Wie dem auch sei, so findet sich also der halbe Kurs im Fachraum ein, wir reißen die Fenster auf und lassen die Tür zum Flur offen stehen. Moment... der halbe Kurs? Etwas verwirrend. Drei Minuten später kommt Schüler B herein, "Entschuldigen sie, dass ich zu spät bin!" - "Ach, das ist schon okay, ich bin im Moment, ehrlich gesagt, froh, dass überhaupt jemand da ist." - "Naja, die anderen haben alle Chorprobe für das Musical nächste Woche (Mamma Mia steht an)." "Oh... okay..."

Und die Gedanken fangen an zu rattern. Scheiße, ist das heiß hier, was mache ich denn nun, kann ja nichts Neues mit denen machen, wenn mehr als die Hälfte fehlt, wo ist überhaupt das Klassenbuch, naja, dann schließen wir jetzt halt endlich die nd-Formen mit einer kleinen Wiederholung ab und ab morgen geht es dann an die verschränkten Relativsätze. Ja, so könnte das gehen. Und frage, wer den ersten Satz des Arbeitsblattes mal eben direkt vom Papier übersetzen möchte. Drei Finger gehen hoch, ich bin schon voll im Text drin und habe alle grammatikalischen Fragen bereit, die ich stellen möchte. So, nehme ich jetzt M, oder doch lieber C, oder...

"Hey, ich hab' dich schon einmal gesehen!"

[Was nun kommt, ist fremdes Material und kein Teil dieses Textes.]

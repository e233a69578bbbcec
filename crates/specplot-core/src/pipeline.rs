//! End-to-end analysis: raw samples in, five aligned tracks out.

use std::ops::Range;

use crate::conditioner::SignalConditioner;
use crate::config::AnalysisConfig;
use crate::error::{Error, Result};
use crate::features::FeatureExtractor;
use crate::grid::FrameGrid;
use crate::image::LogSpectrogramImage;
use crate::kernel::SmoothingKernel;
use crate::normalize::TrackNormalizer;
use crate::signal::Signal;
use crate::spectrum::SpectralAnalyzer;

/// Result of one analysis call.
///
/// The three tracks and the image share one frame axis of
/// [`num_frames`](Self::num_frames) columns.
#[derive(Debug, Clone, PartialEq)]
pub struct AnalysisOutput {
    /// DC-removed, notch-filtered, pre-emphasized waveform (input length).
    pub waveform: Signal,
    /// Log-power image in `[-spread, -cutoff]` dB, highest frequency in row 0.
    pub spectrogram: LogSpectrogramImage,
    /// Smoothed zero-crossing rate, minimum 0, within `[0, 1]`.
    pub zero_crossing_rate: Vec<f32>,
    /// Smoothed total energy in dB, maximum 0.
    pub total_energy: Vec<f32>,
    /// Smoothed low-band energy in dB, maximum 0.
    pub low_band_energy: Vec<f32>,
    /// Geometry the tracks were computed on.
    pub grid: FrameGrid,
    /// Bin range summed into `low_band_energy`.
    pub low_band_bins: Range<usize>,
}

impl AnalysisOutput {
    /// Number of frames shared by the tracks and the image.
    pub fn num_frames(&self) -> usize {
        self.spectrogram.num_frames()
    }

    /// Number of image rows (frequency bins).
    pub fn num_rows(&self) -> usize {
        self.spectrogram.num_rows()
    }
}

/// The analysis pipeline, built once per configuration.
///
/// ```rust
/// use specplot_core::{AnalysisConfig, Analyzer, Signal};
///
/// let analyzer = Analyzer::new(AnalysisConfig::default()).unwrap();
/// let tone: Vec<f32> = (0..16000)
///     .map(|i| (2.0 * std::f32::consts::PI * 440.0 * i as f32 / 16000.0).sin())
///     .collect();
/// let out = analyzer.analyze(&Signal::new(tone, 16000)).unwrap();
///
/// assert_eq!(out.num_frames(), (16000 - 64) / 16 + 1);
/// assert_eq!(out.total_energy.iter().copied().fold(f32::MIN, f32::max), 0.0);
/// ```
#[derive(Debug)]
pub struct Analyzer {
    config: AnalysisConfig,
    grid: FrameGrid,
    conditioner: SignalConditioner,
    spectral: SpectralAnalyzer,
    features: FeatureExtractor,
}

impl Analyzer {
    /// Validate `config` and build every stage from it.
    pub fn new(config: AnalysisConfig) -> Result<Self> {
        config.validate()?;

        let grid = FrameGrid::from_config(&config);
        let conditioner = SignalConditioner::new(&config);
        let spectral = SpectralAnalyzer::new(grid, config.window);
        let normalizer = TrackNormalizer::new(
            SmoothingKernel::gaussian(config.kernel_length, config.kernel_std),
            config.db_spread,
        );
        let features = FeatureExtractor::new(
            grid,
            normalizer,
            (config.low_band_min_hz, config.low_band_max_hz),
            config.power_floor,
        );

        #[cfg(feature = "tracing")]
        tracing::debug!(
            win_length = grid.win_length,
            hop_length = grid.hop_length,
            n_fft = grid.n_fft,
            low_band = ?features.low_band(),
            "analyzer geometry"
        );

        Ok(Self {
            config,
            grid,
            conditioner,
            spectral,
            features,
        })
    }

    /// Configuration in use.
    pub fn config(&self) -> &AnalysisConfig {
        &self.config
    }

    /// Analyze one signal.
    ///
    /// Fails only for an empty signal or one recorded at a different rate.
    /// Silent or constant input, and input shorter than a window, still
    /// produce finite tracks.
    pub fn analyze(&self, signal: &Signal) -> Result<AnalysisOutput> {
        if signal.is_empty() {
            return Err(Error::EmptySignal);
        }
        if signal.sample_rate() != self.config.sample_rate {
            return Err(Error::SampleRateMismatch {
                expected: self.config.sample_rate,
                actual: signal.sample_rate(),
            });
        }

        #[cfg(feature = "tracing")]
        if signal.is_constant() {
            tracing::warn!(samples = signal.len(), "input has zero variance; tracks will be flat");
        }

        let centered = SignalConditioner::remove_dc(signal);
        let filtered = self.conditioner.apply_notch(&centered);
        let waveform = self.conditioner.pre_emphasize(&filtered);

        let spectrum = self.spectral.analyze(waveform.samples());
        let spectrogram = LogSpectrogramImage::from_spectrum(
            &spectrum,
            self.config.db_spread,
            self.config.db_cutoff,
            self.config.power_floor,
        );

        let zero_crossing_rate = self.features.zero_crossing_rate(centered.samples());
        let total_energy = self.features.total_energy(&spectrum);
        let low_band_energy = self.features.low_band_energy(&spectrum);

        #[cfg(feature = "tracing")]
        tracing::debug!(
            samples = signal.len(),
            frames = spectrum.num_frames(),
            "analysis complete"
        );

        Ok(AnalysisOutput {
            waveform,
            spectrogram,
            zero_crossing_rate,
            total_energy,
            low_band_energy,
            grid: self.grid,
            low_band_bins: self.features.low_band(),
        })
    }
}

#[cfg(test)]
mod tests {
    use super::*;

    fn analyzer() -> Analyzer {
        Analyzer::new(AnalysisConfig::default()).unwrap()
    }

    #[test]
    fn rejects_empty_signal() {
        let err = analyzer().analyze(&Signal::new(vec![], 16000)).unwrap_err();
        assert!(matches!(err, Error::EmptySignal));
    }

    #[test]
    fn rejects_wrong_rate() {
        let err = analyzer()
            .analyze(&Signal::new(vec![0.0; 100], 44100))
            .unwrap_err();
        assert!(matches!(
            err,
            Error::SampleRateMismatch {
                expected: 16000,
                actual: 44100
            }
        ));
    }

    #[test]
    fn rejects_invalid_config() {
        let config = AnalysisConfig::default().with_n_fft(48);
        assert!(matches!(
            Analyzer::new(config),
            Err(Error::InvalidConfig { field: "n_fft", .. })
        ));
    }

    #[test]
    fn output_shapes_align() {
        let samples: Vec<f32> = (0..3000).map(|i| ((i * 31) % 17) as f32 / 17.0 - 0.5).collect();
        let out = analyzer().analyze(&Signal::new(samples, 16000)).unwrap();
        let frames = (3000 - 64) / 16 + 1;
        assert_eq!(out.waveform.len(), 3000);
        assert_eq!(out.num_frames(), frames);
        assert_eq!(out.num_rows(), 513);
        assert_eq!(out.zero_crossing_rate.len(), frames);
        assert_eq!(out.total_energy.len(), frames);
        assert_eq!(out.low_band_energy.len(), frames);
        assert_eq!(out.low_band_bins, 8..48);
    }

    #[test]
    fn single_sample_signal() {
        let out = analyzer().analyze(&Signal::new(vec![0.3], 16000)).unwrap();
        assert_eq!(out.num_frames(), 1);
        assert_eq!(out.waveform.samples(), &[0.0]);
        assert_eq!(out.total_energy, vec![0.0]);
        assert_eq!(out.zero_crossing_rate, vec![0.0]);
    }
}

Oh mann, immer diese Schüler, die an einem offenen Klassenraum vorbeigehen und dann reinrufen, sehen die nicht, dass gerade Unterricht ist? Und so schaue ich zur Tür, das scheint ein Lehrer zu sein, ich bin etwas verwirrt. Aus seinem Blick versuche ich abzuleiten, welchen Schüler er meint - doch sein Blick ruht ausschließlich auf mir. Was, ich??? Äh... und dann brechen meine Gedankengänge komplett zusammen und ich sitze da wie eine Salzsäule.

Die große Buba kennt diese Momente bei mir. Sie sagt dann immer direkt: "Ach herrje, Blockade - gar nicht weiter drüber nachdenken, egal, nicht so wichtig!" - denn sonst verheddere ich mich immer mehr in diesen Gedanken und kann keinen Unterricht mehr leiten.

Ich muss wirklich sehr verwirrt ausgesehen haben. "Naja, von der IGS", schiebt der Kollege hinterher. IGS... war das die Schule in Hassee, bei der ich mich beworben hatte? Oder Brachenfeld? Aber letztere hieß für mich immer nur Brachenfeld... aber ich kenne das Gesicht von irgendwoher, das stimmt definitiv! Mein Gesicht ist eingefroren, und unausgesprochene Worte purzeln mir wie Eiswürfel aus meinem offenstehenden Mund. Puh... und was mache ich jetzt?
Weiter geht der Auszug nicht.